╭──

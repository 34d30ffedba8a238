//! `httpflow` is a configurable async HTTP request pipeline.
//!
//! Given a method, URL and a layered set of request options, the client
//! executes the request through a pluggable [`Transport`], then applies
//! retry, redirect-following and cookie-synchronization policies until a
//! final [`Response`] or typed [`Error`] is produced:
//!
//! - [`Client::request`] / verb helpers ([`Client::get`], [`Client::post`], ...)
//! - [`Options::extend`] for layering option sets
//! - [`RetryOptions`] / [`RedirectOptions`] for the two decision policies
//!
//! The default transport is backed by `reqwest`; any other transport can
//! be plugged in by implementing the single-method [`Transport`] trait.

mod body;
mod client;
mod cookies;
mod error;
mod hooks;
mod options;
mod redirect;
mod response;
mod retry;
mod transport;

pub use body::{MarshalFn, UnmarshalFn};
pub use client::Client;
pub use cookies::{Cookie, CookieStore, MemoryCookieJar};
pub use error::{Error, TransportError, TransportErrorKind};
pub use hooks::{BeforeRedirectHook, BeforeRequestHook, BeforeRetryHook, Hooks};
pub use options::{Options, SearchParams};
pub use redirect::RedirectOptions;
pub use response::{Body, Response};
pub use retry::{exponential_backoff, BackoffFn, RetryOptions};
pub use transport::{ReqwestTransport, Transport};

pub type Result<T> = std::result::Result<T, Error>;
use std::{
    collections::VecDeque,
    sync::{Arc, Mutex},
    time::Duration,
};

use axum::{body::Body, extract::{Request, State}, response::Response as AxumResponse};
use http::{HeaderMap, HeaderValue, Method, StatusCode};
use httpflow::{
    Client, Cookie, CookieStore, Error, MemoryCookieJar, Options, RetryOptions, TransportErrorKind,
};

#[derive(Clone)]
struct MockResponse {
    status: StatusCode,
    headers: Vec<(&'static str, String)>,
    body: String,
}

impl MockResponse {
    fn new(status: StatusCode) -> Self {
        Self {
            status,
            headers: Vec::new(),
            body: String::new(),
        }
    }

    fn header(mut self, name: &'static str, value: impl Into<String>) -> Self {
        self.headers.push((name, value.into()));
        self
    }

    fn body(mut self, body: impl Into<String>) -> Self {
        self.body = body.into();
        self
    }
}

#[derive(Clone, Debug)]
struct RecordedRequest {
    method: Method,
    path_and_query: String,
    headers: HeaderMap,
}

#[derive(Clone)]
struct MockState {
    responses: Arc<Mutex<VecDeque<MockResponse>>>,
    requests: Arc<Mutex<Vec<RecordedRequest>>>,
}

async fn mock_handler(State(state): State<MockState>, request: Request) -> AxumResponse {
    let path_and_query = request
        .uri()
        .path_and_query()
        .map(|pq| pq.as_str().to_owned())
        .unwrap_or_else(|| request.uri().path().to_owned());
    state
        .requests
        .lock()
        .expect("request log mutex must not be poisoned")
        .push(RecordedRequest {
            method: request.method().clone(),
            path_and_query,
            headers: request.headers().clone(),
        });

    let response = {
        let mut queue = state
            .responses
            .lock()
            .expect("response queue mutex must not be poisoned");
        queue
            .pop_front()
            .unwrap_or_else(|| MockResponse::new(StatusCode::INTERNAL_SERVER_ERROR))
    };

    let mut builder = AxumResponse::builder().status(response.status);
    for (name, value) in &response.headers {
        builder = builder.header(*name, value);
    }
    builder
        .body(Body::from(response.body))
        .expect("mock response must build")
}

struct TestServer {
    base_url: String,
    requests: Arc<Mutex<Vec<RecordedRequest>>>,
    task: tokio::task::JoinHandle<()>,
}

impl TestServer {
    fn hits(&self) -> usize {
        self.requests.lock().expect("request log").len()
    }

    fn request(&self, index: usize) -> RecordedRequest {
        self.requests.lock().expect("request log")[index].clone()
    }
}

impl Drop for TestServer {
    fn drop(&mut self) {
        self.task.abort();
    }
}

async fn spawn_server(responses: Vec<MockResponse>) -> TestServer {
    let state = MockState {
        responses: Arc::new(Mutex::new(responses.into())),
        requests: Arc::new(Mutex::new(Vec::new())),
    };

    let app = axum::Router::new()
        .fallback(mock_handler)
        .with_state(state.clone());

    let listener = tokio::net::TcpListener::bind("127.0.0.1:0")
        .await
        .expect("must bind test listener");
    let address = listener.local_addr().expect("must have local addr");
    let task = tokio::spawn(async move {
        axum::serve(listener, app).await.expect("mock server must run");
    });

    TestServer {
        base_url: format!("http://{address}"),
        requests: state.requests,
        task,
    }
}

fn fast_client(configure: impl FnOnce(&mut Options)) -> Client {
    let mut options = Options::new();
    options.timeout = Some(Duration::from_millis(250));
    configure(&mut options);
    Client::new(options).expect("client must build")
}

#[tokio::test]
async fn get_decodes_a_json_response() {
    let server = spawn_server(vec![MockResponse::new(StatusCode::OK)
        .header("content-type", "application/json")
        .body(r#"{"ok":true}"#)])
    .await;
    let client = fast_client(|_| {});

    let value: serde_json::Value = client
        .get(&format!("{}/status", server.base_url))
        .await
        .expect("request must succeed")
        .json()
        .await
        .expect("body must decode");

    assert_eq!(value, serde_json::json!({"ok": true}));
    assert_eq!(server.hits(), 1);
}

#[tokio::test]
async fn retries_a_retryable_status_until_success() {
    let server = spawn_server(vec![
        MockResponse::new(StatusCode::SERVICE_UNAVAILABLE).header("retry-after", "0"),
        MockResponse::new(StatusCode::SERVICE_UNAVAILABLE).header("retry-after", "0"),
        MockResponse::new(StatusCode::OK).body("recovered"),
    ])
    .await;
    let client = fast_client(|options| {
        options.retry_options = Some(RetryOptions::default().limit(2));
    });

    let body = client
        .get(&format!("{}/flaky", server.base_url))
        .await
        .expect("request must succeed after retries")
        .text()
        .await
        .expect("body must read");

    assert_eq!(body, "recovered");
    assert_eq!(server.hits(), 3, "initial attempt plus two retries");
}

#[tokio::test]
async fn retry_limit_is_exact_and_carries_the_last_response() {
    let server = spawn_server(vec![
        MockResponse::new(StatusCode::SERVICE_UNAVAILABLE).header("retry-after", "0"),
        MockResponse::new(StatusCode::SERVICE_UNAVAILABLE).header("retry-after", "0"),
    ])
    .await;
    let client = fast_client(|options| {
        options.retry_options = Some(RetryOptions::default().limit(1));
    });

    let err = client
        .get(&format!("{}/down", server.base_url))
        .await
        .expect_err("limit must be enforced");

    match err {
        Error::MaxRetriesExceeded { retries, response } => {
            assert_eq!(retries, 1);
            assert_eq!(response.status(), StatusCode::SERVICE_UNAVAILABLE);
        }
        other => panic!("unexpected error: {other}"),
    }
    assert_eq!(server.hits(), 2, "never a retry past the limit");
}

#[tokio::test]
async fn follows_redirects_and_reports_the_final_url() {
    let server = spawn_server(vec![
        MockResponse::new(StatusCode::FOUND).header("location", "/hop?from=start"),
        MockResponse::new(StatusCode::OK).body("landed"),
    ])
    .await;
    let client = fast_client(|_| {});

    let response = client
        .get(&format!("{}/start", server.base_url))
        .await
        .expect("request must succeed");

    assert_eq!(response.status(), StatusCode::OK);
    assert_eq!(response.url().path(), "/hop");
    assert_eq!(server.request(1).path_and_query, "/hop?from=start");
}

#[tokio::test]
async fn see_other_turns_post_into_get_without_payload() {
    let server = spawn_server(vec![
        MockResponse::new(StatusCode::SEE_OTHER).header("location", "/created"),
        MockResponse::new(StatusCode::OK),
    ])
    .await;
    let client = fast_client(|options| {
        options.json = Some(serde_json::json!({"name": "thing"}));
    });

    client
        .post(&format!("{}/things", server.base_url))
        .await
        .expect("request must succeed");

    let first = server.request(0);
    assert_eq!(first.method, Method::POST);
    assert_eq!(
        first.headers.get("content-type").map(|v| v.to_str().unwrap()),
        Some("application/json")
    );

    let second = server.request(1);
    assert_eq!(second.method, Method::GET);
    assert!(second.headers.get("content-type").is_none());
    assert!(second.headers.get("content-length").is_none() || second
        .headers
        .get("content-length")
        .is_some_and(|v| v == "0"));
}

#[tokio::test]
async fn cookie_store_carries_cookies_across_redirects() {
    let server = spawn_server(vec![
        MockResponse::new(StatusCode::FOUND)
            .header("location", "/private")
            .header("set-cookie", "token=abc; Path=/"),
        MockResponse::new(StatusCode::OK),
    ])
    .await;
    let client = fast_client(|options| {
        options.cookie_store = Some(Arc::new(MemoryCookieJar::new()));
    });

    client
        .get(&format!("{}/login", server.base_url))
        .await
        .expect("request must succeed");

    let followup = server.request(1);
    let cookie = followup
        .headers
        .get("cookie")
        .map(|v| v.to_str().unwrap().to_owned())
        .unwrap_or_default();
    assert!(
        cookie.contains("token=abc"),
        "redirected request must carry the stored cookie, got {cookie:?}"
    );
}

#[tokio::test]
async fn stored_and_manual_cookies_share_one_cookie_header_line() {
    let server = spawn_server(vec![MockResponse::new(StatusCode::OK)]).await;
    let jar = Arc::new(MemoryCookieJar::new());
    let base: url::Url = server.base_url.parse().expect("valid url");
    jar.set_cookies(&base, vec![Cookie::new("stored", "s1")]);

    let client = fast_client(|options| {
        options.cookie_store = Some(jar.clone());
        options
            .headers
            .insert("cookie", HeaderValue::from_static("manual=m1"));
    });

    client
        .get(&format!("{}/", server.base_url))
        .await
        .expect("request must succeed");

    let recorded = server.request(0);
    let lines: Vec<_> = recorded.headers.get_all("cookie").iter().collect();
    assert_eq!(lines.len(), 1, "a request carries one cookie header line");
    let line = lines[0].to_str().expect("ascii cookie header");
    assert!(line.contains("manual=m1"), "manual cookie kept, got {line:?}");
    assert!(line.contains("stored=s1"), "stored cookie joined, got {line:?}");
}

#[tokio::test]
async fn prefix_url_resolves_relative_targets() {
    let server = spawn_server(vec![MockResponse::new(StatusCode::OK)]).await;
    let client = fast_client(|options| {
        options.prefix_url =
            Some(format!("{}/api/v1/", server.base_url).parse().expect("valid url"));
        options.search_params.set("page", "2");
    });

    client.get("items").await.expect("request must succeed");

    assert_eq!(server.request(0).path_and_query, "/api/v1/items?page=2");
}

#[tokio::test]
async fn connection_failure_is_a_classified_transport_error() {
    // Bind then drop a listener so the port is very likely unused.
    let listener = tokio::net::TcpListener::bind("127.0.0.1:0")
        .await
        .expect("must bind probe listener");
    let address = listener.local_addr().expect("must have local addr");
    drop(listener);

    let client = fast_client(|options| {
        options.retry = Some(false);
    });

    let err = client
        .get(&format!("http://{address}/"))
        .await
        .expect_err("nothing is listening");
    assert_eq!(err.transport_kind(), Some(TransportErrorKind::Connect));
}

╰──

→ AIM OF THE EXERCISE
Lines holding the string "MockState": find them in the listing above and copy each one.

→ EXPECTED ANSWER
struct MockState {
async fn mock_handler(State(state): State<MockState>, request: Request) -> AxumResponse {
    let state = MockState {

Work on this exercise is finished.